Establishment of early warning systems (2015)

Early warning systems can enhance the preparedness of decision-makers and private individuals for climate-related natural hazards and their readiness to harness favourable weather conditions. Early warning systems for natural hazards need to have not only a sound scientific and technical basis, but also a strong focus on the people exposed to risk, and with a systems approach that incorporates all of the relevant factors in that risk, whether arising from the natural hazards or social vulnerabilities, and from short-term or long-term processes. To be effective and complete, an early warning system needs to comprise four interacting elements namely: (i) risk knowledge, (ii) monitoring and warning service, (iii) dissemination and communication and (iv) response capability. While this set of four elements appears to have a logical sequence, in fact each element has direct two-way linkages and interactions with each of the other elements.

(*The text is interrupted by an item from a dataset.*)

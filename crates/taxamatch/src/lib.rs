pub mod handlers;

pub use handlers::{AppState, router};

In Europe there is a considerable experience with early warning systems, especially for what concerns flood and flash-flood risk, but also heat waves. Climate change stimulates the rehabilitation and further development of these systems. Enhanced ability to forecast peak discharges remains the most relevant non-structural measure for flood protection. Extended forecasting lead times are desirable as they facilitate mitigating action and response in case of extreme discharges. For example, the availability of several global ensemble weather prediction systems through the ‘‘THORPEX Interactive Grand Global Ensemble’’ (TIGGE) archive provides an opportunity to explore new dimensions in early flood forecasting and warning. TIGGE data has been used as meteorological input to the European Flood Alert System (EFAS) for a case study of a flood event in Romania in October 2007. Results illustrate that awareness for this case of flooding could have been raised as early as 8 days before the event and how the subsequent forecasts provide increasing insight into the range of possible flood conditions. Examples of early warning systems can be found also outside Europe, where a higher variety of (disastrous) natural climate hazards occur more often. In Indonesia, for example, five years after the 2004 tsunami, a lot has been achieved to make the communities better prepared.

Early warning systems are being extensively used by transport infrastructure managers and operators across Europe: for example the Norwegian Road and Rail administrations have participated in the development of the x-Geo tool, for monitoring and forecasting floods, landslides and avalanches. Most European rail operators make use of tools predicting adverse weather events which could have an impact on the rail system (Source: EEA report 8/2014 - Adaptation of transport to climate change in Europe).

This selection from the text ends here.